The collaboration between different research groups is also backed by a further £23m from other stakeholders including business, farming groups, regulators and the third sector (charities, social enterprises and community groups).
“We want to make alternative protein mainstream, for a really sustainable planet,” said Professor Anwesha Sarkar, a food material scientist from Leeds University and NAPIC project leader.
The aim is to build up more evidence about the health benefits and risks, how to keep farmers in work and how to test out what the British public will stomach.
It will also look at how to unblock barriers to getting the products onto shop shelves, like outdated regulatory systems or slow testing processes.

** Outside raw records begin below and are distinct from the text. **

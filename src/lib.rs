//! # groupvisor
//!
//! **Groupvisor** is a process-group lifecycle supervisor for async Rust.
//!
//! It starts a set of independently defined long-running units together,
//! stops all of them as soon as one exits or an external trigger fires
//! (explicit stop, OS signal, deadline, parent cancellation), and reports a
//! single aggregated outcome to the waiting caller.
//!
//! ## Architecture
//! ### Overview
//! ```text
//!     ┌──────────────┐   ┌──────────────┐   ┌──────────────┐
//!     │  StopFnUnit  │   │  TokenUnit   │   │ ChannelUnit  │
//!     │ (run + stop) │   │   (token)    │   │ (closed rx)  │
//!     └──────┬───────┘   └──────┬───────┘   └──────┬───────┘
//!            ▼                  ▼                  ▼
//! ┌───────────────────────────────────────────────────────────────────┐
//! │  Supervisor (Ready ─► Started ─► Stopped)                         │
//! │  - OrderedRegistry of units, pre-start and after-stop hooks       │
//! │  - shared CancellationToken (child of an optional parent)         │
//! │  - first error / first panic slots, finished latch                │
//! └──────┬──────────────────┬──────────────────┬───────────────┬──────┘
//!        ▼                  ▼                  ▼               │
//!     ┌──────────────┐   ┌──────────────┐   ┌──────────────┐   │
//!     │  UnitHandle  │   │  UnitHandle  │   │  UnitHandle  │   │
//!     │ (child token)│   │ (child token)│   │ (child token)│   │
//!     └┬─────────────┘   └┬─────────────┘   └┬─────────────┘   │
//!      │ UnitStarting     │ UnitStopped      │ UnitPanicked    │ ShutdownRequested
//!      │ UnitFailed       │ StopRequested    │ ...             │ AllStopped
//!      ▼                  ▼                  ▼                 ▼
//! ┌───────────────────────────────────────────────────────────────────┐
//! │                        Bus (broadcast channel)                    │
//! │              (capacity: SupervisorConfig::bus_capacity)           │
//! └─────────────────────────────────┬─────────────────────────────────┘
//!                                   ▼
//!                             SubscriberSet
//!                           (per-sub queues)
//!                        ┌─────────┼─────────┐
//!                        ▼         ▼         ▼
//!                     sub1.on   sub2.on   subN.on
//!                      _event()  _event()  _event()
//! ```
//!
//! ### Lifecycle
//! ```text
//! register_unit / register_hook / register_signal      (Ready only)
//!
//! start()
//!   ├─► PreStart hooks (in order)
//!   ├─► state = Started
//!   ├─► spawn every unit (registration order)
//!   └─► spawn shutdown listener
//!
//! first of { stop(), any unit returns, deadline, OS signal, parent cancel }
//!   ├─► cancel shared token
//!   ├─► request_stop() on every unit, concurrently
//!   ├─► join every unit task
//!   ├─► AfterStop hooks (in order)
//!   └─► state = Stopped, finished latch set
//!
//! wait()  ──► resume first panic | Err(first unit error) | Ok(())
//! ```
//!
//! ## Features
//! | Area               | Description                                                    | Key types / traits                            |
//! |--------------------|----------------------------------------------------------------|-----------------------------------------------|
//! | **Supervision**    | Start, stop and wait for a group of units.                     | [`Supervisor`], [`State`]                     |
//! | **Units**          | Three ready-made unit shapes, or implement the trait yourself. | [`Unit`], [`StopFnUnit`], [`TokenUnit`], [`ChannelUnit`] |
//! | **Hooks**          | Callbacks before start and after every unit stopped.           | [`HookPhase`]                                 |
//! | **Triggers**       | OS signals, deadline, parent token.                            | [`Signal`], [`SupervisorBuilder`]             |
//! | **Subscriber API** | Observe lifecycle events.                                      | [`Subscribe`], [`Event`], [`EventKind`]       |
//! | **Errors**         | Typed errors for units and the aggregated outcome.             | [`UnitError`], [`SupervisorError`]            |
//! | **Configuration**  | Deadline and bus sizing.                                       | [`SupervisorConfig`]                          |
//! | **Default group**  | Process-wide instance with free functions.                     | [`global`]                                    |
//!
//! ## Optional features
//! - `logging`: exports a simple built-in [`LogWriter`] _(demo/reference only)_.
//!
//! ## Example
//! ```rust
//! use std::sync::Arc;
//! use std::time::Duration;
//! use tokio_util::sync::CancellationToken;
//! use groupvisor::{ChannelUnit, Closed, Supervisor, SupervisorConfig, TokenUnit};
//!
//! #[tokio::main(flavor = "current_thread")]
//! async fn main() -> Result<(), Box<dyn std::error::Error>> {
//!     let cfg = SupervisorConfig::default().with_deadline(Duration::from_millis(50));
//!
//!     // Build subscribers (optional)
//!     #[cfg(feature = "logging")]
//!     let subs: Vec<Arc<dyn groupvisor::Subscribe>> = vec![Arc::new(groupvisor::LogWriter::default())];
//!     #[cfg(not(feature = "logging"))]
//!     let subs: Vec<Arc<dyn groupvisor::Subscribe>> = Vec::new();
//!
//!     let sup = Supervisor::builder(cfg).with_subscribers(subs).build();
//!
//!     sup.register_unit("ticker", TokenUnit::arc(|token: CancellationToken| async move {
//!         token.cancelled().await;
//!         Ok(())
//!     }))
//!     .register_unit("watcher", ChannelUnit::arc(|mut closed: Closed| async move {
//!         let _ = closed.wait_for(|c| *c).await;
//!         Ok(())
//!     }))
//!     .after_stop_hook("flush", || println!("all units stopped"));
//!
//!     // the deadline stops the group
//!     sup.run().await?;
//!     Ok(())
//! }
//! ```

mod core;
mod error;
mod events;
mod subscribers;
mod units;

pub mod global;

// ---- Public re-exports ----

pub use core::{
    HookPhase, OrderedRegistry, Signal, State, Supervisor, SupervisorBuilder, SupervisorConfig,
};
pub use error::{SupervisorError, UnitError};
pub use events::{Bus, Event, EventKind};
pub use subscribers::{Subscribe, SubscriberSet};
pub use units::{ChannelUnit, Closed, StopFnUnit, TokenUnit, Unit, UnitRef};

// Optional: expose a simple built-in logger subscriber (demo/reference).
// Enable with: `--features logging`
#[cfg(feature = "logging")]
pub use subscribers::LogWriter;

They hope to be the “catalyst” to scale up proteins and make the UK a “global superpower” in alternative proteins, Prof Sarkar said. The UK is striking out alone in Europe as the EU shies away from it, and Italy has even banned lab-grown meat.

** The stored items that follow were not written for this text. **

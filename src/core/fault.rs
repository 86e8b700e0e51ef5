//! # Captured unit panics.
//!
//! A panic inside a unit is caught at its task boundary and stored as a
//! [`Fault`]. The supervisor keeps the first one and resumes it from `wait`
//! once every unit has returned.
//!
//! The payload can be resumed only once; later waiters get a fresh `String`
//! payload carrying the same message.

use std::any::Any;

use parking_lot::Mutex;

/// Opaque panic payload, as produced by `catch_unwind`.
pub(crate) type PanicPayload = Box<dyn Any + Send + 'static>;

/// Extracts a readable message from a panic payload.
pub(crate) fn panic_message(payload: &(dyn Any + Send)) -> String {
    if let Some(msg) = payload.downcast_ref::<&'static str>() {
        (*msg).to_string()
    } else if let Some(msg) = payload.downcast_ref::<String>() {
        msg.clone()
    } else {
        "unknown panic".to_string()
    }
}

/// First captured panic of a group.
pub(crate) struct Fault {
    unit: String,
    message: String,
    payload: Mutex<Option<PanicPayload>>,
}

impl Fault {
    pub(crate) fn new(unit: impl Into<String>, payload: PanicPayload) -> Self {
        Self {
            unit: unit.into(),
            message: panic_message(payload.as_ref()),
            payload: Mutex::new(Some(payload)),
        }
    }

    pub(crate) fn unit(&self) -> &str {
        &self.unit
    }

    pub(crate) fn message(&self) -> &str {
        &self.message
    }

    /// Re-raises the panic on the calling task.
    pub(crate) fn resume(&self) -> ! {
        let payload = self.payload.lock().take();
        match payload {
            Some(payload) => std::panic::resume_unwind(payload),
            None => std::panic::resume_unwind(Box::new(self.message.clone())),
        }
    }
}

impl std::fmt::Debug for Fault {
    fn fmt(&self, f: &mut std::fmt::Formatter<'_>) -> std::fmt::Result {
        f.debug_struct("Fault")
            .field("unit", &self.unit)
            .field("message", &self.message)
            .finish_non_exhaustive()
    }
}
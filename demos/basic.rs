//! # Example: basic
//!
//! Two cancellation-bound units and one channel-bound unit under a deadline.
//!
//! Demonstrates how to:
//! - Register [`TokenUnit`] and [`ChannelUnit`] units.
//! - Attach pre-start and after-stop hooks.
//! - Let a deadline stop the whole group.
//!
//! ## Flow
//! ```text
//! Supervisor::run()
//!     ├─► pre-start hook "banner"
//!     ├─► spawn ticker, heartbeat, watcher
//!     ├─► deadline (2s) elapses
//!     │     └─► publish(ShutdownRequested{reason=deadline})
//!     ├─► every unit observes cancellation and returns
//!     └─► after-stop hook "summary"
//! ```
//!
//! ## Run
//! ```bash
//! cargo run --example basic
//! ```

use std::sync::Arc;
use std::sync::atomic::{AtomicU64, Ordering};
use std::time::Duration;

use groupvisor::{ChannelUnit, Closed, Supervisor, SupervisorConfig, TokenUnit, UnitRef};
use tokio_util::sync::CancellationToken;

fn ticker(name: &'static str, every: Duration, ticks: Arc<AtomicU64>) -> UnitRef {
    TokenUnit::arc(move |token: CancellationToken| {
        let ticks = Arc::clone(&ticks);
        async move {
            loop {
                tokio::select! {
                    _ = token.cancelled() => break,
                    _ = tokio::time::sleep(every) => {
                        let n = ticks.fetch_add(1, Ordering::Relaxed) + 1;
                        println!("[{name}] tick {n}");
                    }
                }
            }
            println!("[{name}] cancelled");
            Ok(())
        }
    })
}

#[tokio::main(flavor = "current_thread")]
async fn main() -> anyhow::Result<()> {
    // 1. Stop the group after two seconds
    let cfg = SupervisorConfig::default().with_deadline(Duration::from_secs(2));
    let sup = Supervisor::new(cfg);
    let ticks = Arc::new(AtomicU64::new(0));

    // 2. Units
    sup.register_unit("ticker", ticker("ticker", Duration::from_millis(300), Arc::clone(&ticks)))
        .register_unit("heartbeat", ticker("heartbeat", Duration::from_millis(700), Arc::clone(&ticks)))
        .register_unit(
            "watcher",
            ChannelUnit::arc(|mut closed: Closed| async move {
                println!("[watcher] waiting for close");
                let _ = closed.wait_for(|c| *c).await;
                println!("[watcher] closed");
                Ok(())
            }),
        );

    // 3. Hooks
    sup.pre_start_hook("banner", || println!("[hook] starting group"));
    {
        let ticks = Arc::clone(&ticks);
        sup.after_stop_hook("summary", move || {
            println!("[hook] group stopped after {} ticks", ticks.load(Ordering::Relaxed));
        });
    }

    // 4. Start and wait for the deadline
    sup.run().await?;
    println!("done: stopped={}", sup.is_stopped());
    Ok(())
}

Singapore, Israel and pockets of the US have approved cultivated meat for human consumption, while the UK has allowed it in pet food.
But the total £38m funding is a drop in the ocean of the global industry, which raised $1.6bn (£1.2bn) last year alone.
Many UK start-ups are trying their hand in the sector, with Better Dairy brewing milk protein to make cheese in a process called precision fermentation, or Oxford’s Ivy Farm taking a tiny sample of animal stem cells that it can then stimulate to make them replicate indefinitely.
But not everyone is on board already.
Some animal farmers fear yet another threat to their livelihoods, while others are worried that many alternative proteins are “ultra-processed foods” (UPFs) – a somewhat controversial term that has been the subject of much recent debate.
But it “all depends on what you are comparing it with”, said Professor Tim Spector, co-founder of the ZOE nutrition project and an expert on the health risks of ultra-processed food.
He said ultra-processed alternative proteins are “probably slightly better” for you than UP meats, because they can contain more fibre and nutrients, he said.
“Probably the choices we make on our food are the biggest single factors we can do as individuals to help our planet… so that’s why I’m generally in favour of alternate proteins.”
It will take some years before the project starts to deliver, and it will be up to government to translate the evidence into policy and legislation.
A government spokesperson said: “Everyone should have access to a varied, healthy diet and make their own choices about what they eat.
“This government is committed to supporting a food system that produces sustainable, healthy and affordable food, while ensuring the right outcomes for consumers, farmers and food producers.”